Start of Material shown

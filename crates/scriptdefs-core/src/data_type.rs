use std::fmt;

/// NWScript type tag attached to constants, parameters and return values.
#[derive(Clone, Copy, Debug, PartialEq, Eq, Hash, serde::Deserialize)]
#[serde(try_from = "String")]
pub enum DataType {
    Void,
    Int,
    Float,
    String,
    Object,
    Vector,
    Location,
    Event,
    Effect,
    ItemProperty,
    Talent,
    Action,
    Struct,
}

impl DataType {
    pub const ALL: [DataType; 13] = [
        DataType::Void,
        DataType::Int,
        DataType::Float,
        DataType::String,
        DataType::Object,
        DataType::Vector,
        DataType::Location,
        DataType::Event,
        DataType::Effect,
        DataType::ItemProperty,
        DataType::Talent,
        DataType::Action,
        DataType::Struct,
    ];

    /// Variant name as it appears on the C# `DataType` enum.
    pub fn as_str(self) -> &'static str {
        match self {
            DataType::Void => "Void",
            DataType::Int => "Int",
            DataType::Float => "Float",
            DataType::String => "String",
            DataType::Object => "Object",
            DataType::Vector => "Vector",
            DataType::Location => "Location",
            DataType::Event => "Event",
            DataType::Effect => "Effect",
            DataType::ItemProperty => "ItemProperty",
            DataType::Talent => "Talent",
            DataType::Action => "Action",
            DataType::Struct => "Struct",
        }
    }

    /// Look up a type by name, ignoring case.
    ///
    /// Accepts the C# spelling (`ItemProperty`), the NWScript keyword
    /// (`itemproperty`) and the upper-case enum name (`ITEMPROPERTY`).
    pub fn from_name(name: &str) -> Option<Self> {
        Self::ALL
            .into_iter()
            .find(|dt| dt.as_str().eq_ignore_ascii_case(name.trim()))
    }
}

impl fmt::Display for DataType {
    fn fmt(&self, f: &mut fmt::Formatter<'_>) -> fmt::Result {
        f.write_str(self.as_str())
    }
}

impl TryFrom<String> for DataType {
    type Error = String;

    fn try_from(name: String) -> Result<Self, Self::Error> {
        Self::from_name(&name).ok_or_else(|| format!("unknown data type `{name}`"))
    }
}
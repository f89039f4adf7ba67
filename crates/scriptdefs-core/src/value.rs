//! Runtime values carried by constants and parameter defaults.

use std::fmt;

/// A three-component NWScript vector.
#[derive(Clone, Copy, Debug, PartialEq)]
pub struct Vector3 {
    pub x: f64,
    pub y: f64,
    pub z: f64,
}

impl Vector3 {
    pub fn new(x: f64, y: f64, z: f64) -> Self {
        Self { x, y, z }
    }
}

/// Value of a constant or parameter default.
///
/// Symbolic names (`OBJECT_SELF`, `TRUE`, ...) arrive as `String`; the
/// emitter decides whether a string is an alias or text.
#[derive(Clone, Debug, PartialEq, serde::Deserialize)]
#[serde(try_from = "RawValue")]
pub enum Value {
    Int(i64),
    Float(f64),
    String(String),
    Vector(Vector3),
}

/// Default string representation, used by the emitter's fallback path.
///
/// Floats use the shortest representation that round-trips; vectors use
/// NWScript's bracket syntax.
impl fmt::Display for Value {
    fn fmt(&self, f: &mut fmt::Formatter<'_>) -> fmt::Result {
        match self {
            Value::Int(n) => write!(f, "{n}"),
            Value::Float(v) => write!(f, "{v:?}"),
            Value::String(s) => f.write_str(s),
            Value::Vector(v) => write!(f, "[{:?}, {:?}, {:?}]", v.x, v.y, v.z),
        }
    }
}

impl From<i64> for Value {
    fn from(n: i64) -> Self {
        Value::Int(n)
    }
}

impl From<i32> for Value {
    fn from(n: i32) -> Self {
        Value::Int(n.into())
    }
}

impl From<f64> for Value {
    fn from(v: f64) -> Self {
        Value::Float(v)
    }
}

impl From<&str> for Value {
    fn from(s: &str) -> Self {
        Value::String(s.to_string())
    }
}

impl From<Vector3> for Value {
    fn from(v: Vector3) -> Self {
        Value::Vector(v)
    }
}

// ============================================================================
// Deserialization Layer
// ============================================================================

/// JSON cannot spell infinities or NaN, so they are written as
/// `{ "float": "inf" }`, `{ "float": "-inf" }` or `{ "float": "nan" }`.
#[derive(Debug, Clone, Copy, serde::Deserialize)]
enum SpecialFloat {
    #[serde(rename = "inf", alias = "+inf", alias = "infinity")]
    PositiveInfinity,
    #[serde(rename = "-inf", alias = "-infinity")]
    NegativeInfinity,
    #[serde(rename = "nan", alias = "NaN")]
    NaN,
}

/// Untagged JSON shape. Variant order matters: integers must be tried
/// before floats so that `5` stays an `Int`, and `Unsigned` catches
/// integers past `i64::MAX` before they decay into lossy floats.
#[derive(Debug, Clone, serde::Deserialize)]
#[serde(untagged)]
enum RawValue {
    Int(i64),
    Unsigned(u64),
    Float(f64),
    Special { float: SpecialFloat },
    Vector([f64; 3]),
    Text(String),
}

impl TryFrom<RawValue> for Value {
    type Error = String;

    fn try_from(raw: RawValue) -> Result<Self, Self::Error> {
        Ok(match raw {
            RawValue::Int(n) => Value::Int(n),
            RawValue::Unsigned(n) => return Err(format!("integer {n} is out of range")),
            RawValue::Float(v) => Value::Float(v),
            RawValue::Special { float } => Value::Float(match float {
                SpecialFloat::PositiveInfinity => f64::INFINITY,
                SpecialFloat::NegativeInfinity => f64::NEG_INFINITY,
                SpecialFloat::NaN => f64::NAN,
            }),
            RawValue::Vector([x, y, z]) => Value::Vector(Vector3::new(x, y, z)),
            RawValue::Text(s) => Value::String(s),
        })
    }
}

End of Material shown

To do:
Extract all of the data above and output it character for character.

Solved exercise:
filename crates/scriptdefs-core/src/data_type.rs
use std::fmt;

/// NWScript type tag attached to constants, parameters and return values.
#[derive(Clone, Copy, Debug, PartialEq, Eq, Hash, serde::Deserialize)]
#[serde(try_from = "String")]
pub enum DataType {
    Void,
    Int,
    Float,
    String,
    Object,
    Vector,
    Location,
    Event,
    Effect,
    ItemProperty,
    Talent,
    Action,
    Struct,
}

impl DataType {
    pub const ALL: [DataType; 13] = [
        DataType::Void,
        DataType::Int,
        DataType::Float,
        DataType::String,
        DataType::Object,
        DataType::Vector,
        DataType::Location,
        DataType::Event,
        DataType::Effect,
        DataType::ItemProperty,
        DataType::Talent,
        DataType::Action,
        DataType::Struct,
    ];

    /// Variant name as it appears on the C# `DataType` enum.
    pub fn as_str(self) -> &'static str {
        match self {
            DataType::Void => "Void",
            DataType::Int => "Int",
            DataType::Float => "Float",
            DataType::String => "String",
            DataType::Object => "Object",
            DataType::Vector => "Vector",
            DataType::Location => "Location",
            DataType::Event => "Event",
            DataType::Effect => "Effect",
            DataType::ItemProperty => "ItemProperty",
            DataType::Talent => "Talent",
            DataType::Action => "Action",
            DataType::Struct => "Struct",
        }
    }

    /// Look up a type by name, ignoring case.
    ///
    /// Accepts the C# spelling (`ItemProperty`), the NWScript keyword
    /// (`itemproperty`) and the upper-case enum name (`ITEMPROPERTY`).
    pub fn from_name(name: &str) -> Option<Self> {
        Self::ALL
            .into_iter()
            .find(|dt| dt.as_str().eq_ignore_ascii_case(name.trim()))
    }
}

impl fmt::Display for DataType {
    fn fmt(&self, f: &mut fmt::Formatter<'_>) -> fmt::Result {
        f.write_str(self.as_str())
    }
}

impl TryFrom<String> for DataType {
    type Error = String;

    fn try_from(name: String) -> Result<Self, Self::Error> {
        Self::from_name(&name).ok_or_else(|| format!("unknown data type `{name}`"))
    }
}
repository f89039f4adf7ba67
filename crates/scriptdefs-core/src/value.rs
//! Runtime values carried by constants and parameter defaults.

use std::fmt;

/// A three-component NWScript vector.
#[derive(Clone, Copy, Debug, PartialEq)]
pub struct Vector3 {
    pub x: f64,
    pub y: f64,
    pub z: f64,
}

impl Vector3 {
    pub fn new(x: f64, y: f64, z: f64) -> Self {
        Self { x, y, z }
    }
}

/// Value of a constant or parameter default.
///
/// Symbolic names (`OBJECT_SELF`, `TRUE`, ...) arrive as `String`; the
/// emitter decides whether a string is an alias or text.
#[derive(Clone, Debug, PartialEq, serde::Deserialize)]
#[serde(try_from = "RawValue")]
pub enum Value {
    Int(i64),
    Float(f64),
    String(String),
    Vector(Vector3),
}

/// Default string representation, used by the emitter's fallback path.
///
/// Floats use the shortest representation that round-trips; vectors use
/// NWScript's bracket syntax.
impl fmt::Display for Value {
    fn fmt(&self, f: &mut fmt::Formatter<'_>) -> fmt::Result {
        match self {
            Value::Int(n) => write!(f, "{n}"),
            Value::Float(v) => write!(f, "{v:?}"),
            Value::String(s) => f.write_str(s),
            Value::Vector(v) => write!(f, "[{:?}, {:?}, {:?}]", v.x, v.y, v.z),
        }
    }
}

impl From<i64> for Value {
    fn from(n: i64) -> Self {
        Value::Int(n)
    }
}

impl From<i32> for Value {
    fn from(n: i32) -> Self {
        Value::Int(n.into())
    }
}

impl From<f64> for Value {
    fn from(v: f64) -> Self {
        Value::Float(v)
    }
}

impl From<&str> for Value {
    fn from(s: &str) -> Self {
        Value::String(s.to_string())
    }
}

impl From<Vector3> for Value {
    fn from(v: Vector3) -> Self {
        Value::Vector(v)
    }
}

// ============================================================================
// Deserialization Layer
// ============================================================================

/// JSON cannot spell infinities or NaN, so they are written as
/// `{ "float": "inf" }`, `{ "float": "-inf" }` or `{ "float": "nan" }`.
#[derive(Debug, Clone, Copy, serde::Deserialize)]
enum SpecialFloat {
    #[serde(rename = "inf", alias = "+inf", alias = "infinity")]
    PositiveInfinity,
    #[serde(rename = "-inf", alias = "-infinity")]
    NegativeInfinity,
    #[serde(rename = "nan", alias = "NaN")]
    NaN,
}

/// Untagged JSON shape. Variant order matters: integers must be tried
/// before floats so that `5` stays an `Int`, and `Unsigned` catches
/// integers past `i64::MAX` before they decay into lossy floats.
#[derive(Debug, Clone, serde::Deserialize)]
#[serde(untagged)]
enum RawValue {
    Int(i64),
    Unsigned(u64),
    Float(f64),
    Special { float: SpecialFloat },
    Vector([f64; 3]),
    Text(String),
}

impl TryFrom<RawValue> for Value {
    type Error = String;

    fn try_from(raw: RawValue) -> Result<Self, Self::Error> {
        Ok(match raw {
            RawValue::Int(n) => Value::Int(n),
            RawValue::Unsigned(n) => return Err(format!("integer {n} is out of range")),
            RawValue::Float(v) => Value::Float(v),
            RawValue::Special { float } => Value::Float(match float {
                SpecialFloat::PositiveInfinity => f64::INFINITY,
                SpecialFloat::NegativeInfinity => f64::NEG_INFINITY,
                SpecialFloat::NaN => f64::NAN,
            }),
            RawValue::Vector([x, y, z]) => Value::Vector(Vector3::new(x, y, z)),
            RawValue::Text(s) => Value::String(s),
        })
    }
}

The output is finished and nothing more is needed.